Le Vent de la Chine Numéro 1

du 10 au 16 janvier 2011

Editorial : Xi Jinping et Bo Xilai — plus rouges que rouge

Au tournant de l’année, deux cadres du niveau suprême se retrouvent sous les feux de la rampe : Xi Jinping malgré lui par les fuites de Wikileaks, Bo Xilai le patron de Chongqing, délibérément. L’un et l’autre sont en course pour le pouvoir suprême en 2012, le 1er désigné, l’autre outsider. La différence de style entre ces deux apparatchiks saute aux yeux, Xi cultivant l’ombre et Bo, les campagnes spectaculaires.

Sa dernière (3/01) consiste à faire de Chongqing TV, un bastion de culture maoïste, avec le matin, chants révolutionnaires et lectures du Timonier, l’après-midi, des films de «valeurs sociales», genre Longue Marche ou Guerre de Corée, et de 19 à 23h, des séries rouges, prenant la place des variétés et des feuilletons traditionnels.

La démarche n’est pas si insensée. S’appuyant sur la riche vidéothèque de propagande qui pétrit l’âme du pays depuis 2 générations, cette TV à thème est peu coûteuse. Les programmateurs savent que les jeunes, de toute manière, boudent la TV pour l’Internet moins censuré, au contraire du 3ème âge qui plébiscite cette «nostalgia». Certes, dès son entrée en vigueur, les annonceurs fuient la nouvelle grille, et l’audimat chute. Mais la «télé rouge» de Bo Xilai guigne un autre public, 2500km plus loin : Pékin. Par son «politiquement correct », Bo vise sa place au Bureau politique et mise sur un problème central de la Chine de 2011, le vide moral lié à l’abandon du communisme. Vide qu’il tente de combler en un anachronique retour aux sources.
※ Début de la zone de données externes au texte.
//! Display functions for game state

use super::formatters::{empty_row, share_text, tile};
use crate::core::{Game, Guess, Outcome};
use crate::source::WordSource;
use colored::Colorize;
use std::io::{self, Write};

/// Print one scored guess as a row of tiles
///
/// # Errors
/// Returns any error from writing to `out`.
pub fn print_guess<W: Write>(out: &mut W, guess: &Guess) -> io::Result<()> {
    for &letter in guess {
        write!(out, "{}", tile(letter))?;
    }
    writeln!(out)
}

/// Print every slot of the board, empty ones as placeholders
///
/// # Errors
/// Returns any error from writing to `out`.
pub fn print_board<W: Write, S: WordSource>(out: &mut W, game: &Game<S>) -> io::Result<()> {
    let width = game.word().chars().count();
    for slot in game.guesses() {
        match slot {
            Some(guess) => print_guess(out, guess)?,
            None => writeln!(out, "{}", empty_row(width).bright_black())?,
        }
    }
    Ok(())
}

/// Print the end-of-game banner
///
/// # Errors
/// Returns any error from writing to `out`.
pub fn print_outcome<W: Write, S: WordSource>(out: &mut W, game: &Game<S>) -> io::Result<()> {
    writeln!(out, "\n{}", "─".repeat(40).cyan())?;
    match game.outcome() {
        Outcome::Won { guesses } => {
            writeln!(
                out,
                "{}",
                format!(
                    "🎉 Solved in {guesses} {}!",
                    if guesses == 1 { "guess" } else { "guesses" }
                )
                .green()
                .bold()
            )?;
        }
        Outcome::Lost => {
            writeln!(
                out,
                "{} {}",
                "❌ Out of guesses. The word was".red().bold(),
                game.word().bright_yellow().bold()
            )?;
        }
        Outcome::InProgress => {
            writeln!(
                out,
                "{} {}",
                "Game abandoned. The word was".bright_black(),
                game.word().bright_yellow()
            )?;
        }
    }
    writeln!(out, "{}", "─".repeat(40).cyan())?;
    writeln!(out, "\n{}\n", share_text(game))
}

#[cfg(test)]
mod tests {
    use super::*;
    use crate::source::WordSource;

    struct Apple;

    impl WordSource for Apple {
        fn get_word(&self) -> String {
            "APPLE".to_string()
        }

        fn is_word(&self, _candidate: &str) -> bool {
            true
        }
    }

    fn render<F: FnOnce(&mut Vec<u8>) -> io::Result<()>>(f: F) -> String {
        colored::control::set_override(false);
        let mut out = Vec::new();
        f(&mut out).unwrap();
        String::from_utf8(out).unwrap()
    }

    #[test]
    fn guess_row_shows_letters() {
        let game = Game::new(Apple);
        let guess = game.build_guess_from_word("CRANE");
        let text = render(|out| print_guess(out, &guess));
        assert_eq!(text, " C  R  A  N  E \n");
    }

    #[test]
    fn board_has_one_line_per_slot() {
        let mut game = Game::with_max_guesses(Apple, 3).unwrap();
        game.append_guess("CRANE").unwrap();
        let text = render(|out| print_board(out, &game));

        let lines: Vec<&str> = text.lines().collect();
        assert_eq!(lines.len(), 3);
        assert_eq!(lines[0], " C  R  A  N  E ");
        assert_eq!(lines[1], " _  _  _  _  _ ");
    }

    #[test]
    fn outcome_reveals_word_on_loss() {
        let mut game = Game::with_max_guesses(Apple, 1).unwrap();
        game.append_guess("CRANE").unwrap();
        let text = render(|out| print_outcome(out, &game));

        assert!(text.contains("Out of guesses"));
        assert!(text.contains("APPLE"));
        assert!(text.contains("Wordle X/1"));
    }

    #[test]
    fn outcome_on_win() {
        let mut game = Game::new(Apple);
        game.append_guess("APPLE").unwrap();
        let text = render(|out| print_outcome(out, &game));

        assert!(text.contains("Solved in 1 guess!"));
        assert!(text.contains("Wordle 1/6"));
    }
}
Depuis sa nomination en 2007, son action sur Chongqing n’a d’ailleurs jamais dérivé – peut-être aussi dédiée à son père Bo Yibo, compagnon de Deng Xiaoping. En 2009, il nettoyait la mafia (2000 inculpations). Puis il envoyait les 750.000 étudiants locaux «au moins un mois/an» chez les ouvriers, paysans et soldats, comme au bon vieux temps de la « Révo’Cul »…

Sa «TV rouge» arrive à temps pour le 90. anniversaire du PCC, le 1er juillet 2011, et à un an de l’intronisation du nouvel appareil «de la VI. Génération». Pour le professeur Joseph Cheng (City University/HK), Bo, plutôt fringant et mode, se fait médiatique pour assurer sa place, tandis que Xi déjà désigné, «attend au chaud» sans prendre de risques.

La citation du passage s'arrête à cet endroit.